O comportamento humano é uma área de estudo rica e complexa, analisada por diversas disciplinas, entre elas, a psicanálise. Um exemplo que ilustra a profundidade dessas análises é o caso dos influenciadores digitais Igor de Oliveira Viana e Ana Vitória Alves dos Santos, pais de uma menina de dois anos com paralisia cerebral. Eles estão sendo investigados por crimes contra a criança e por desvio de doações recebidas para o tratamento dela. Este caso suscita reflexões profundas sobre as motivações e os mecanismos internos que podem levar a comportamentos aparentemente paradoxais.
A Psicanálise e os Mecanismos Inconscientes
A psicanálise, desenvolvida por Sigmund Freud, explora a ideia de que o comportamento humano é frequentemente governado por forças inconscientes. No contexto do caso exposto nas redes sociais, que ganhou notoriedade em todo o país, é possível interpretar as ações dos pais como um reflexo de conflitos internos e dinâmicas inconscientes. Amanda Souza, psicanalista, explica que “a mente humana guia seu comportamento através de impulsos do desejo trabalhados pela consciência. Quando o indivíduo não tem responsabilidade em suas ações e se deixa levar pelos seus impulsos, buscando satisfação a todo custo, é certo que haverá consequências terríveis”.
Freud também introduziu o conceito de narcisismo, que descreve como indivíduos buscam satisfazer suas necessidades emocionais por meio da admiração e da atenção dos outros. Como influenciadores digitais, Igor e Ana Vitória já estavam em uma posição de constante busca por validação através das redes sociais. Essa incessante necessidade de reconhecimento pode ter exacerbado um comportamento em que o bem-estar da filha foi instrumentalizado para ganhar simpatia e doações, possivelmente refletindo um ego exacerbado.
Em um mundo cada vez mais digital, a psicanalista Amanda Souza defende que as redes sociais, como plataformas de exposição e validação, podem intensificar comportamentos disfuncionais. A constante necessidade de aprovação e a pressão para manter uma determinada imagem podem levar a distorções na percepção da realidade e nos valores éticos. “O uso irresponsável das redes sociais traz riscos para a saúde mental, podendo agravar transtornos existentes e gerar novos problemas como ansiedade, depressão, baixa autoestima e até mesmo pensamentos suicidas”, alerta Amanda.
Impacto da Exposição e Reações do Público
A exposição da criança e o uso de seu problema de saúde para arrecadar dinheiro, seguido pelo desvio desses recursos, provocaram a ira do público.

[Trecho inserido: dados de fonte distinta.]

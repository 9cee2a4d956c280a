//! Symmetric encryption for sensitive payloads crossing the transport layer.
//!
//! Job references and produced results are shielded from the transport with
//! AES-256-CBC under a key derived from a shared secret via
//! PBKDF2-HMAC-SHA256. Salt and IV travel in-band, so a token is fully
//! self-describing: `base64(salt[16] || iv[16] || ciphertext)`.
//!
//! The wire format is shared with non-Rust peers; the field order, lengths
//! and KDF parameters below are fixed and must not change.

use base64::Engine as _;
use base64::engine::general_purpose::STANDARD;
use cipher::block_padding::Pkcs7;
use cipher::{BlockDecryptMut, BlockEncryptMut, KeyIvInit};
use rand::Rng;
use sha2::Sha256;

type Aes256CbcEnc = cbc::Encryptor<aes::Aes256>;
type Aes256CbcDec = cbc::Decryptor<aes::Aes256>;

/// PBKDF2 iteration count, fixed by the wire format.
pub const PBKDF2_ITERATIONS: u32 = 100_000;
/// Derived key length in bytes (AES-256).
pub const KEY_LENGTH: usize = 32;
/// Length of the per-token random salt.
pub const SALT_LENGTH: usize = 16;
/// Length of the per-token random IV.
pub const IV_LENGTH: usize = 16;

const BLOCK_SIZE: usize = 16;

/// Errors produced when decoding or decrypting a payload token.
///
/// Decryption fails closed: any framing, alignment or padding problem is
/// surfaced as an error and the payload is discarded.
#[derive(Debug, thiserror::Error)]
pub enum CodecError {
    #[error("payload is not valid base64: {source}")]
    Decode {
        #[from]
        source: base64::DecodeError,
    },

    #[error("payload too short: {len} bytes, need at least {min}")]
    TooShort { len: usize, min: usize },

    #[error("ciphertext length {len} is not a multiple of the cipher block size")]
    BlockAlignment { len: usize },

    #[error("padding validation failed (wrong secret or corrupted payload)")]
    Padding,
}

/// Derive the AES key for `salt` from the shared secret.
pub fn derive_key(secret: &str, salt: &[u8]) -> [u8; KEY_LENGTH] {
    let mut key = [0u8; KEY_LENGTH];
    pbkdf2::pbkdf2_hmac::<Sha256>(secret.as_bytes(), salt, PBKDF2_ITERATIONS, &mut key);
    key
}

/// Encrypt `plaintext` under `secret`, producing a transport-safe token.
///
/// Every call draws a fresh random salt and IV, so encryption is never
/// deterministic: encrypting the same plaintext twice yields different
/// tokens that both decrypt to the original bytes.
pub fn encrypt(plaintext: &[u8], secret: &str) -> String {
    let mut salt = [0u8; SALT_LENGTH];
    let mut iv = [0u8; IV_LENGTH];
    let mut rng = rand::rng();
    rng.fill(&mut salt);
    rng.fill(&mut iv);

    encrypt_with(plaintext, secret, &salt, &iv)
}

/// Deterministic core of [`encrypt`], split out so tests can pin salt/IV.
fn encrypt_with(
    plaintext: &[u8],
    secret: &str,
    salt: &[u8; SALT_LENGTH],
    iv: &[u8; IV_LENGTH],
) -> String {
    let key = derive_key(secret, salt);

    // PKCS#7 always appends at least one byte, so round up to the next block.
    let padded_len = (plaintext.len() / BLOCK_SIZE + 1) * BLOCK_SIZE;
    let mut buffer = vec![0u8; padded_len];
    buffer[..plaintext.len()].copy_from_slice(plaintext);

    let ciphertext = Aes256CbcEnc::new(&key.into(), iv.into())
        .encrypt_padded_mut::<Pkcs7>(&mut buffer, plaintext.len())
        .expect("buffer is sized for PKCS#7 padding");

    let mut wire = Vec::with_capacity(SALT_LENGTH + IV_LENGTH + ciphertext.len());
    wire.extend_from_slice(salt);
    wire.extend_from_slice(iv);
    wire.extend_from_slice(ciphertext);

    STANDARD.encode(wire)
}

/// Decrypt a token produced by [`encrypt`] (or a wire-compatible peer).
///
/// Pure function of `(token, secret)`. A wrong secret is detected through
/// PKCS#7 padding validation and reported as [`CodecError::Padding`].
pub fn decrypt(token: &str, secret: &str) -> Result<Vec<u8>, CodecError> {
    let decoded = STANDARD.decode(token.trim())?;

    let min = SALT_LENGTH + IV_LENGTH + BLOCK_SIZE;
    if decoded.len() < min {
        return Err(CodecError::TooShort {
            len: decoded.len(),
            min,
        });
    }

    let (salt, rest) = decoded.split_at(SALT_LENGTH);
    let (iv, ciphertext) = rest.split_at(IV_LENGTH);
    if ciphertext.len() % BLOCK_SIZE != 0 {
        return Err(CodecError::BlockAlignment {
            len: ciphertext.len(),
        });
    }

    let key = derive_key(secret, salt);
    let mut buffer = ciphertext.to_vec();

    let plaintext = Aes256CbcDec::new_from_slices(&key, iv)
        .expect("salt and IV lengths are fixed above")
        .decrypt_padded_mut::<Pkcs7>(&mut buffer)
        .map_err(|_| CodecError::Padding)?;

    Ok(plaintext.to_vec())
}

Com o tempo, os seguidores criaram empatia com o casal graças à figura infantil e frágil da filha. No entanto, a quebra de confiança resultante da revelação das ações dos pais gerou uma resposta negativa, com demandas por investigações e punições. Amanda Souza destaca que “a relação entre os seguidores e a família foi manchada, gerando uma mistura de sentimentos de revolta e culpa entre aqueles que contribuíram financeiramente, pensando estar ajudando a criança”.

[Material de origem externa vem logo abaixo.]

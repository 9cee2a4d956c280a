//! Job progress tracking.
//!
//! The generation backend exposes jobs as opaque snapshots behind a narrow
//! queue interface. This crate polls those snapshots into a deduplicated,
//! throttled stream of outward-facing [`JobEvent`]s: one `update` event per
//! status change and `progress` events whose percentage climbs monotonically
//! across segment boundaries even though the raw backend percentage resets
//! for every generated segment.

mod error;
mod events;
mod job;
pub mod markup;
mod publish;
mod queue;
pub mod testing;
mod tracker;

pub use error::{BoxError, TrackerError};
pub use events::{JobEvent, preview_data_uri};
pub use job::{Job, JobId, JobStatus, ProgressData};
pub use publish::ResultPublisher;
pub use queue::{JobArgs, JobQueue};
pub use tracker::{ProgressTracker, TrackerConfig};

O caso é um exemplo complexo que demonstra como fatores inconscientes podem influenciar profundamente o comportamento humano, especialmente em situações de estresse extremo e pressão social. A psicanálise oferece uma lente através da qual podemos compreender melhor essas ações, destacando a importância de reconhecer e tratar as dinâmicas internas que podem levar a comportamentos prejudiciais. “A exploração desses aspectos é crucial para entender e abordar de forma eficaz questões éticas e emocionais em contextos de vulnerabilidade e exposição midiática”, explica Amanda.
“A exposição de si ou do outro é algo que todos devem repensar, a fim de uma reeducação para o uso das redes sociais. O mau uso pode levar a vários prejuízos, porém, o pior prejuízo é o psicológico, onde o dano emocional pode ser irreparável”, conclui.